▶ Assignment:
Look through the material below and copy exactly the lines from the line with "pub fn active_streams(&self)" to the line with "info!(container = %handle, init", those two lines included.

--- Record excerpts ---

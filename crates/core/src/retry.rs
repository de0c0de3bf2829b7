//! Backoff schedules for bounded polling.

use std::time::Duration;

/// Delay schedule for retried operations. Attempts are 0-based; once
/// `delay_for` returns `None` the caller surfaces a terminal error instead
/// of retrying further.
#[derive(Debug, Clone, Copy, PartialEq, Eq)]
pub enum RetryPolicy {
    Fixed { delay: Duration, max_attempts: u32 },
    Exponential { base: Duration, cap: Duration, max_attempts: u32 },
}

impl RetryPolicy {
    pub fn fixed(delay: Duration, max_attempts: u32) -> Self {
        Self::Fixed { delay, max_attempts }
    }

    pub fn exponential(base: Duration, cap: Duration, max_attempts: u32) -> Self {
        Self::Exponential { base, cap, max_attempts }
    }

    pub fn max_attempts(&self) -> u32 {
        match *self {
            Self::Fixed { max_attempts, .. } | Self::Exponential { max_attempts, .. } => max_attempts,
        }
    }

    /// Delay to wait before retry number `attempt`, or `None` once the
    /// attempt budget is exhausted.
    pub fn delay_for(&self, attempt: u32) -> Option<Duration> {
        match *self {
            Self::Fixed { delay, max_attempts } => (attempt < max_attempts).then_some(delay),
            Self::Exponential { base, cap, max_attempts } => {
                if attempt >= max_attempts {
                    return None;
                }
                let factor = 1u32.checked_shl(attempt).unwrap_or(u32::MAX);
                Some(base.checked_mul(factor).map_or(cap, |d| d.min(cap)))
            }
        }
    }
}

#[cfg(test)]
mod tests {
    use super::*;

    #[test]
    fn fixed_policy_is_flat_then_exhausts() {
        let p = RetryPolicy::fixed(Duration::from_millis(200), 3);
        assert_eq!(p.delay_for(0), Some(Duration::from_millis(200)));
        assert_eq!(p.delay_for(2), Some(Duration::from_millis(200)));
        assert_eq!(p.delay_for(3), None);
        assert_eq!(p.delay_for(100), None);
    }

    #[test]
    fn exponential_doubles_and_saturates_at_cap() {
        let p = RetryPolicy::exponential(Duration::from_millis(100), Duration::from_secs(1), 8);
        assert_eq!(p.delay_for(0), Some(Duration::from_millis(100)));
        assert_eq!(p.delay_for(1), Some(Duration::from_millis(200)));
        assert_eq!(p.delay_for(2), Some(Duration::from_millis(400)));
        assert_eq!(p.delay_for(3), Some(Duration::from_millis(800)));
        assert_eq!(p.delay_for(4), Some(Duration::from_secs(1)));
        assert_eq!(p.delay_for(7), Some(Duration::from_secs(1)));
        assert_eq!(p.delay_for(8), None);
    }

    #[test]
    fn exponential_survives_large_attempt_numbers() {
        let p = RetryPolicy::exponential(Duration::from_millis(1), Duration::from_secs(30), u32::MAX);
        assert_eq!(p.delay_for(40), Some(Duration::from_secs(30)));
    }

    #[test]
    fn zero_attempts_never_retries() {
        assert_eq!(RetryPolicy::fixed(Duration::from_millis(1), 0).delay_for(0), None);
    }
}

---
--- Record excerpts ---

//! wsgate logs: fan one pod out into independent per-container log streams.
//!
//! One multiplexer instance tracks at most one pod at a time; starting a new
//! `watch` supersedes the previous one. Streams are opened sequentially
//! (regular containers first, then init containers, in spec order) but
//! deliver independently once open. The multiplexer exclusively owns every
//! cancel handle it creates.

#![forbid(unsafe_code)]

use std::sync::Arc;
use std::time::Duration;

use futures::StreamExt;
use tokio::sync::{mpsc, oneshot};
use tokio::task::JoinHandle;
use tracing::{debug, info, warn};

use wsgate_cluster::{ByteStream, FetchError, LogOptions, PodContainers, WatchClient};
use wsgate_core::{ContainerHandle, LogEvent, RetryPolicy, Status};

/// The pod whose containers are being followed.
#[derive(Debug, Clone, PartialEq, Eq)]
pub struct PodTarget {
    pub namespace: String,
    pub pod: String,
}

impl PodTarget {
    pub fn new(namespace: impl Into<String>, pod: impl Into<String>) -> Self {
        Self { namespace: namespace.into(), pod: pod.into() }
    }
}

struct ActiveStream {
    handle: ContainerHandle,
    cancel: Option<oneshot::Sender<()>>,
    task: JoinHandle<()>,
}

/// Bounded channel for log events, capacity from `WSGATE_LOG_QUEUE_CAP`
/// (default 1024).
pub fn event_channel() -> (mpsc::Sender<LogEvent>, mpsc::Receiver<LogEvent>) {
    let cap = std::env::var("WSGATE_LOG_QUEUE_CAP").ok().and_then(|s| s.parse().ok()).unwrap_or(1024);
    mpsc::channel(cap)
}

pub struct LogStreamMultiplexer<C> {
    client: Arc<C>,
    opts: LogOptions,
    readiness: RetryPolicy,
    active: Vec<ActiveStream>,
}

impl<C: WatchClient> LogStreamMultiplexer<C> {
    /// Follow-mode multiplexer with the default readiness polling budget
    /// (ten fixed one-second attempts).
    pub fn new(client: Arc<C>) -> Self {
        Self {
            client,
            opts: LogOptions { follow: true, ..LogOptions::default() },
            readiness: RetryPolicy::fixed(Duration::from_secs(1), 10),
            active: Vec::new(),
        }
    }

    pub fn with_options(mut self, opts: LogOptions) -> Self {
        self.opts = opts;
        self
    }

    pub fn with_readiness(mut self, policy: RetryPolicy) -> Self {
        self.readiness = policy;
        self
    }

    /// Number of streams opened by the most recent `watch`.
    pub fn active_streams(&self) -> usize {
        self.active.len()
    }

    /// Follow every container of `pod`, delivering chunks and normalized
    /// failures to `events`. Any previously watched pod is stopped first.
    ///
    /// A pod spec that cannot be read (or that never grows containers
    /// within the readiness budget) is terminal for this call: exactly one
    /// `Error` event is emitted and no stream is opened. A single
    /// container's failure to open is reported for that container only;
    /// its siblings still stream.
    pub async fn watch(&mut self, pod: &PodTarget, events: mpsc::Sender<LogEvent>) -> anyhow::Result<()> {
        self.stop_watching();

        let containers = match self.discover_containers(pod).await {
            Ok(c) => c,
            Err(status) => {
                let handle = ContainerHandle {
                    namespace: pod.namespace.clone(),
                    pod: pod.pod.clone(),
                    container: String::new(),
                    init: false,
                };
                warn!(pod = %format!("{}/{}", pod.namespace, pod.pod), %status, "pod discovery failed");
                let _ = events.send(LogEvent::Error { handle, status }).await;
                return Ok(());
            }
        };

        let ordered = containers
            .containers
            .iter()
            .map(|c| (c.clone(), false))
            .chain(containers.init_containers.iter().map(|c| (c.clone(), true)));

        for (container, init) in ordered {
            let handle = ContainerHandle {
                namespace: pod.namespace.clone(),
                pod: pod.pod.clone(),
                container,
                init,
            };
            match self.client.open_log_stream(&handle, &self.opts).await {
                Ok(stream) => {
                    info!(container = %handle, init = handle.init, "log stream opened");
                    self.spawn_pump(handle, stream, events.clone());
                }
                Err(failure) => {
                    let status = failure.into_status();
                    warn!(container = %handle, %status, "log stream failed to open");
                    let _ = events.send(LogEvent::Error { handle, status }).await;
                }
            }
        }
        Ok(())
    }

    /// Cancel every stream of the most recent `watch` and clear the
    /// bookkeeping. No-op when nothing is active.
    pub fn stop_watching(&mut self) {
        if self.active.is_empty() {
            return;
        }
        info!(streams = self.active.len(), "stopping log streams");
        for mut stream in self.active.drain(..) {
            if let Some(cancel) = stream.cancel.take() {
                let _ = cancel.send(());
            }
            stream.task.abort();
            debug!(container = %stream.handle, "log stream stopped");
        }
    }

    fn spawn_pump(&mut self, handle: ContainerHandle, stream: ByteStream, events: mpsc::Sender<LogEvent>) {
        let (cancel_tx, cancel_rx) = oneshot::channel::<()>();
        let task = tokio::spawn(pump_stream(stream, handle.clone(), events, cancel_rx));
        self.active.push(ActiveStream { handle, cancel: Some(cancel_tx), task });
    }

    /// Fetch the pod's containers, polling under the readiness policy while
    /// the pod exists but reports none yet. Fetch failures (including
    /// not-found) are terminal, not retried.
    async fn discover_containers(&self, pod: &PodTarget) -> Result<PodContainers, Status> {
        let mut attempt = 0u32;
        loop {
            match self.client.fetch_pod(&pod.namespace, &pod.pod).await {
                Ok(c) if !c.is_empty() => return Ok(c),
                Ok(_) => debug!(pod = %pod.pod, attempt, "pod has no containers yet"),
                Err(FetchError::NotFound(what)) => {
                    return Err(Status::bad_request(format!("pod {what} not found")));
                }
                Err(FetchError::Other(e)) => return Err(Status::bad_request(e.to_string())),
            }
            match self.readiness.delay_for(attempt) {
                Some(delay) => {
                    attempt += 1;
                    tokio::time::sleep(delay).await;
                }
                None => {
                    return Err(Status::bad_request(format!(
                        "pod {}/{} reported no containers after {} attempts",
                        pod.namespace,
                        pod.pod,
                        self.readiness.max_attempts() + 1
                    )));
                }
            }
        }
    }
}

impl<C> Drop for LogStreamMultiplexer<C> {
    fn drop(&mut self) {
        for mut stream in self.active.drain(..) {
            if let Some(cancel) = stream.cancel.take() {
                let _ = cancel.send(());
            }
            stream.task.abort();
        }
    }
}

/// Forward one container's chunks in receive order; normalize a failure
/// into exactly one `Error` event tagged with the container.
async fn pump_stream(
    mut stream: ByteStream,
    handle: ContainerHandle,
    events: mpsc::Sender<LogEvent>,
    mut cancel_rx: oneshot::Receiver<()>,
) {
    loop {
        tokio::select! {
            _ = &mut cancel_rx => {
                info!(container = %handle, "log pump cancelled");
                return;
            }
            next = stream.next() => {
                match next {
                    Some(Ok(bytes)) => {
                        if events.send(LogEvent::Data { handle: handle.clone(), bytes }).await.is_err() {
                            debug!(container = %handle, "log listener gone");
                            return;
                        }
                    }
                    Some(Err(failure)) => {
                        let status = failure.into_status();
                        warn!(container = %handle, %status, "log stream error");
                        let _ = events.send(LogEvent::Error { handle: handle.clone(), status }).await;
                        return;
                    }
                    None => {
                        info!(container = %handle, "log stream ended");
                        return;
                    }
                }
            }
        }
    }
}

---
--- Record excerpts ---

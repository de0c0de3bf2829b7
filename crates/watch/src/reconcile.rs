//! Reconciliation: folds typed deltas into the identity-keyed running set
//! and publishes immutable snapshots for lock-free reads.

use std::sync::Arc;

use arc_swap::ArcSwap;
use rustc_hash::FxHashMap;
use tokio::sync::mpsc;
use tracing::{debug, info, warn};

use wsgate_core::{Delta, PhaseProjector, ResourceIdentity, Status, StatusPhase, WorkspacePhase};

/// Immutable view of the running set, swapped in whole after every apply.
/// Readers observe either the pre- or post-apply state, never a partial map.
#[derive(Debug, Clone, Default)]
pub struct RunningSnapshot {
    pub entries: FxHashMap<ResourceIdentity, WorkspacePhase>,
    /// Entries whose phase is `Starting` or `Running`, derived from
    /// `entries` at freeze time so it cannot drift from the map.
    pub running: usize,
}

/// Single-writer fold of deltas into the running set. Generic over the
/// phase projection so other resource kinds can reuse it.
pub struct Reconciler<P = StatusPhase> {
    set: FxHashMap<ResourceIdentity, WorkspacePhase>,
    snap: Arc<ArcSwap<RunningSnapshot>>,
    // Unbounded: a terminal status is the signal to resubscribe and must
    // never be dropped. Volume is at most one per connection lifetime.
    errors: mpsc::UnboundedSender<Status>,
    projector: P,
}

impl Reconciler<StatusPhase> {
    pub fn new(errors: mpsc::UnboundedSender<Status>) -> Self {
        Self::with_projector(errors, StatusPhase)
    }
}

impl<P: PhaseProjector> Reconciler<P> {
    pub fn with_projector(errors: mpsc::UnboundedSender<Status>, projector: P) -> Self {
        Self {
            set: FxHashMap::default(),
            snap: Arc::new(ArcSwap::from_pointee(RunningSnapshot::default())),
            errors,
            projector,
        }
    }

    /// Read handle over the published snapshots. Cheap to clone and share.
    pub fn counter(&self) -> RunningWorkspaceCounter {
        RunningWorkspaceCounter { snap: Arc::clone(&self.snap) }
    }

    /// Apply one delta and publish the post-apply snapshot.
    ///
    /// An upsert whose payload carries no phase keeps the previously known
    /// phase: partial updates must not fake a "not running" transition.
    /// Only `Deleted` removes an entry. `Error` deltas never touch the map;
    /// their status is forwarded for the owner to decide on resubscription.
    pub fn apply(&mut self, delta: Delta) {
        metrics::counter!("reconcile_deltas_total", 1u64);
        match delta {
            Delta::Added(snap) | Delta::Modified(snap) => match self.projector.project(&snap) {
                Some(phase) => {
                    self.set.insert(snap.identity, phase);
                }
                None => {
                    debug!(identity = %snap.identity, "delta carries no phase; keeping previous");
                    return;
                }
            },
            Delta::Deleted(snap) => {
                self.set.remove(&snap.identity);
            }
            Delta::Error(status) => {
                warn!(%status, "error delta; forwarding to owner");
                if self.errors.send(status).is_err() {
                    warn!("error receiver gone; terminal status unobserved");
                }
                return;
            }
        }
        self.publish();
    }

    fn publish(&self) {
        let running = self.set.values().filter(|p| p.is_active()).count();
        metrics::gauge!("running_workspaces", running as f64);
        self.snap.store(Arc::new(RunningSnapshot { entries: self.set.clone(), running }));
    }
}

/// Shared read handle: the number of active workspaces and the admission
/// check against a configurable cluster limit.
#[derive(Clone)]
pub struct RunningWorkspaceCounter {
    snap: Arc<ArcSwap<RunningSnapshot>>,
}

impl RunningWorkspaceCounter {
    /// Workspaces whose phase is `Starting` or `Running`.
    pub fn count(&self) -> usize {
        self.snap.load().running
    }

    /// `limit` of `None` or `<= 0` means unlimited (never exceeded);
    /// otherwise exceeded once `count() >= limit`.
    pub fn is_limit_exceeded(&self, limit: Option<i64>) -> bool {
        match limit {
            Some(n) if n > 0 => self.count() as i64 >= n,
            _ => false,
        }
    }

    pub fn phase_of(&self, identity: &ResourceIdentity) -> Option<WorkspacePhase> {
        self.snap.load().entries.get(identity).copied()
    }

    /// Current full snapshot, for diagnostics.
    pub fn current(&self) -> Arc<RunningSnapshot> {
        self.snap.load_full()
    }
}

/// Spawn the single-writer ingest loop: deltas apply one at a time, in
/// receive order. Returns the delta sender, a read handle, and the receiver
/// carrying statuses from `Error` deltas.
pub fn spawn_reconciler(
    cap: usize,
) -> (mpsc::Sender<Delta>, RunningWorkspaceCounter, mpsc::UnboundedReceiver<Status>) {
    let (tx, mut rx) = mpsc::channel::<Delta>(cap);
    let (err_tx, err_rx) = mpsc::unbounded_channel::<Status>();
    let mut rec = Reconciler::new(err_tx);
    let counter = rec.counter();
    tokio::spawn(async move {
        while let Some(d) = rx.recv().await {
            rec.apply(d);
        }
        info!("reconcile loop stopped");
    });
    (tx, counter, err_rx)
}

---

▶ Task result:
    pub fn active_streams(&self) -> usize {
        self.active.len()
    }

    /// Follow every container of `pod`, delivering chunks and normalized
    /// failures to `events`. Any previously watched pod is stopped first.
    ///
    /// A pod spec that cannot be read (or that never grows containers
    /// within the readiness budget) is terminal for this call: exactly one
    /// `Error` event is emitted and no stream is opened. A single
    /// container's failure to open is reported for that container only;
    /// its siblings still stream.
    pub async fn watch(&mut self, pod: &PodTarget, events: mpsc::Sender<LogEvent>) -> anyhow::Result<()> {
        self.stop_watching();

        let containers = match self.discover_containers(pod).await {
            Ok(c) => c,
            Err(status) => {
                let handle = ContainerHandle {
                    namespace: pod.namespace.clone(),
                    pod: pod.pod.clone(),
                    container: String::new(),
                    init: false,
                };
                warn!(pod = %format!("{}/{}", pod.namespace, pod.pod), %status, "pod discovery failed");
                let _ = events.send(LogEvent::Error { handle, status }).await;
                return Ok(());
            }
        };

        let ordered = containers
            .containers
            .iter()
            .map(|c| (c.clone(), false))
            .chain(containers.init_containers.iter().map(|c| (c.clone(), true)));

        for (container, init) in ordered {
            let handle = ContainerHandle {
                namespace: pod.namespace.clone(),
                pod: pod.pod.clone(),
                container,
                init,
            };
            match self.client.open_log_stream(&handle, &self.opts).await {
                Ok(stream) => {
                    info!(container = %handle, init = handle.init, "log stream opened");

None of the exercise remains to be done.